Henrietta Russell, Dowager Duchess of Bedford (born Henrietta Joan Tiarks; 5 March 1940) is a landowner and horse breeder, and the widow of Robin Russell, 14th Duke of Bedford, with whom she lived at Woburn Abbey. Until her husband succeeded to the Dukedom in 2002, she was better known as the Marchioness of Tavistock.

== Family background ==
Henrietta Joan Tiarks was born in London, on 5 March 1940, daughter of Henry Frederick Tiarks III (Woodheath, Chislehurst, London, 8 September 1900 – Marbella, 2 July 1995), a wealthy merchant banker with Schroders, and wife (3 October 1936) Ina Florence Marshman Bell (Carlisle, Cumbria, 5 November 1903 – Marbella, 10 April 1989), an actress known as Joan Barry. Her parents married on 3 October 1936; both having been married previously, he on 27 April 1930, div. 1936, to Lady Millicent Olivia Mary Taylour, daughter of the 4th Marquess of Headfort (? - 24 December 1975) and she in Merthyr Tydfil, Glamorgan, Wales, in October / December 1919 to Henry Hampson.

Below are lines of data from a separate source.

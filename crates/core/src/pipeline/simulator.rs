//! Cosmetic step-by-step progress animation.
//!
//! Polls arrive every couple of seconds and the backend reports coarse
//! progress, so the display would stall between them. The simulator plays a
//! randomized schedule of step durations and pauses and publishes frames to
//! the [`SessionStore`], which merges them under the authoritative view.
//!
//! Durations are sampled once, up front, in abstract time units scaled by
//! `time_unit_ms`. The final step is longer and holds at 99% until the
//! backend reports completion.

use super::merge::CosmeticFrame;
use crate::store::SessionStore;
use rand::rngs::StdRng;
use rand::{Rng, SeedableRng};
use sp_protocol::config_models::{SimulatorSettings, UnitRange};
use std::sync::Arc;
use std::time::Duration;
use tokio::time::{Instant, MissedTickBehavior};
use tokio_util::sync::CancellationToken;
use tracing::debug;

#[derive(Debug, Clone, Copy, PartialEq)]
struct StepWindow {
    start: f64,
    duration: f64,
}

impl StepWindow {
    fn end(&self) -> f64 {
        self.start + self.duration
    }
}

#[derive(Debug, Clone)]
pub struct ProgressSimulator {
    windows: Vec<StepWindow>,
    time_unit_ms: f64,
}

impl ProgressSimulator {
    /// Build a schedule from `settings`, seeded when a seed is configured.
    pub fn new(settings: &SimulatorSettings) -> Self {
        match settings.seed {
            Some(seed) => Self::with_rng(settings, &mut StdRng::seed_from_u64(seed)),
            None => Self::with_rng(settings, &mut StdRng::from_entropy()),
        }
    }

    pub fn with_rng<R: Rng + ?Sized>(settings: &SimulatorSettings, rng: &mut R) -> Self {
        let step_count = settings.step_count.max(1);
        let mut windows = Vec::with_capacity(step_count);
        let mut cursor = 0.0;

        for index in 0..step_count {
            if index > 0 {
                cursor += sample(rng, &settings.pause_units);
            }
            let range = if index + 1 == step_count {
                &settings.final_step_units
            } else {
                &settings.step_units
            };
            let duration = sample(rng, range);
            windows.push(StepWindow {
                start: cursor,
                duration,
            });
            cursor += duration;
        }

        Self {
            windows,
            time_unit_ms: settings.time_unit_ms.max(1) as f64,
        }
    }

    pub fn step_count(&self) -> usize {
        self.windows.len()
    }

    /// Time until the animation has played every step.
    pub fn total_duration(&self) -> Duration {
        let units = self.windows.last().map(StepWindow::end).unwrap_or(0.0);
        Duration::from_secs_f64(units * self.time_unit_ms / 1000.0)
    }

    /// The frame to show `elapsed` after the animation started.
    pub fn frame_at(&self, elapsed: Duration) -> CosmeticFrame {
        let units = elapsed.as_secs_f64() * 1000.0 / self.time_unit_ms;
        let count = self.windows.len();

        for (index, window) in self.windows.iter().enumerate() {
            if units < window.start {
                return self.frame(index, 0, false);
            }
            if units < window.end() {
                let percent = ((units - window.start) / window.duration * 100.0).floor();
                return self.frame(index, (percent as u8).min(99), false);
            }
        }

        self.frame(count.saturating_sub(1), 99, true)
    }

    fn frame(&self, step_index: usize, step_percent: u8, finished: bool) -> CosmeticFrame {
        let count = self.windows.len().max(1);
        let overall = (step_index * 100 + usize::from(step_percent)) / count;
        CosmeticFrame {
            step_index,
            step_percent,
            overall: overall.min(99) as u8,
            finished,
        }
    }

    /// Publish frames to `store` every `tick` until the run is terminal,
    /// the animation runs out, or `cancel` fires.
    pub async fn drive(self, store: Arc<SessionStore>, tick: Duration, cancel: CancellationToken) {
        let started = Instant::now();
        let mut ticker = tokio::time::interval(tick);
        ticker.set_missed_tick_behavior(MissedTickBehavior::Skip);

        loop {
            tokio::select! {
                _ = cancel.cancelled() => {
                    debug!("progress animation cancelled");
                    break;
                }
                _ = ticker.tick() => {}
            }

            let frame = self.frame_at(started.elapsed());
            if store.apply_cosmetic(frame).is_none() {
                debug!("run is terminal, stopping progress animation");
                break;
            }
            if frame.finished {
                break;
            }
        }
    }
}

fn sample<R: Rng + ?Sized>(rng: &mut R, range: &UnitRange) -> f64 {
    if range.max <= range.min {
        range.min
    } else {
        rng.gen_range(range.min..=range.max)
    }
}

She is a granddaughter of Frank Cyril Tiarks and a relative of Mark Phillips.

== Marriage and issue ==
She married the then Marquess of Tavistock, Robin Russell, on 20 June 1961 at St Clement Danes in London, thereby becoming the Marchioness of Tavistock. He succeeded his father, becoming the 14th Duke of Bedford, on 25 October 2002, at which point Henrietta became Duchess of Bedford. They had three sons:
- Andrew Ian Henry Russell, 15th Duke of Bedford (b. 30 March 1962)
- Lord Robin Loel Hastings Russell (b. 12 August 1963)
- Lord James Edward Herbrand Russell (b. 11 February 1975)

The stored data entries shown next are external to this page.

//! Game content and answer-checking models.
//!
//! The visualization endpoint returns either a typed blueprint envelope or a
//! legacy HTML payload with its story data. Answer checking is a separate
//! round-trip keyed by visualization id and question number.

use serde::{Deserialize, Serialize};
use serde_json::Value;
use ts_rs::TS;

/// Response body of `GET /api/visualization/{id}`.
///
/// ```json
/// { "id": "v1", "type": "html", "html": "<div>...</div>", "story_data": { "question_flow": [] } }
/// ```
#[derive(Serialize, Deserialize, Debug, Clone, PartialEq, TS)]
#[serde(tag = "type", rename_all = "lowercase")]
pub enum VisualizationResponse {
    /// A typed game blueprint.
    Blueprint {
        id: String,
        blueprint: BlueprintEnvelope,
        #[serde(default)]
        story_data: StoryData,
    },

    /// Legacy flat markup plus the story it was generated from.
    Html {
        id: String,
        #[serde(default)]
        html: String,
        #[serde(default, alias = "question_data")]
        story_data: StoryData,
    },
}

/// Stored blueprint record wrapping the raw blueprint document.
///
/// The document stays untyped here; the renderer resolves it into a
/// [`crate::GameBlueprint`] and rejects unsupported variants.
#[derive(Serialize, Deserialize, Debug, Clone, PartialEq, TS)]
pub struct BlueprintEnvelope {
    #[serde(default)]
    pub id: Option<String>,
    #[serde(default)]
    pub template_type: Option<String>,
    pub blueprint: Value,
    #[serde(default)]
    pub assets: Value,
}

/// Story generated for a question, used by legacy visualizations.
#[derive(Serialize, Deserialize, Debug, Clone, PartialEq, Eq, Default, TS)]
pub struct StoryData {
    #[serde(default)]
    pub story_title: Option<String>,
    #[serde(default)]
    pub story_context: Option<String>,
    #[serde(default)]
    pub question_flow: Vec<LegacyQuestion>,
}

#[derive(Serialize, Deserialize, Debug, Clone, PartialEq, Eq, TS)]
pub struct LegacyQuestion {
    pub question_number: u32,
    #[serde(default)]
    pub intuitive_question: String,
    #[serde(default)]
    pub answer_structure: Option<AnswerStructure>,
}

/// Answer options of a legacy question. The correct answer stays server-side.
#[derive(Serialize, Deserialize, Debug, Clone, PartialEq, Eq, Default, TS)]
pub struct AnswerStructure {
    #[serde(default)]
    pub options: Vec<String>,
}

/// Request body of `POST /api/check-answer/{visualization_id}`.
#[derive(Serialize, Deserialize, Debug, Clone, PartialEq, Eq, TS)]
#[serde(rename_all = "camelCase")]
pub struct AnswerCheckRequest {
    /// 1-based question number.
    pub question_number: u32,
    pub selected_answer: String,
}

#[derive(Serialize, Deserialize, Debug, Clone, Copy, PartialEq, Eq, TS)]
pub struct AnswerCheckResponse {
    pub is_correct: bool,
}

/// One answered question in a game session. Never mutated once recorded.
#[derive(Serialize, Deserialize, Debug, Clone, PartialEq, Eq, TS)]
#[serde(rename_all = "camelCase")]
pub struct AnswerRecord {
    pub question_number: u32,
    pub selected_answer: String,
    pub is_correct: bool,
}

Her husband died on 13 June 2003 aged 63 as the result of a stroke. As with other ranks of nobility, she retains her late husbands title. They had already handed over control of Woburn Abbey to their eldest son Andrew, then Lord Howland, in 2001. She only became officially "Dowager Duchess" after the death of her stepmother-in-law, Nicole Russell, Duchess of Bedford, in 2012.

Since her husband's death, Henrietta, Duchess of Bedford has lived primarily in New Zealand, where she raises horses and has homes in Matamata, Central Otago, and Auckland.

== Media appearances ==
As Henrietta Tiarks, she made four appearances on the BBC television record review series Juke Box Jury in 1960. As Marchioness of Tavistock, she made one more appearance on Juke Box Jury in 1964, and other television appearances included Call My Bluff and Crufts.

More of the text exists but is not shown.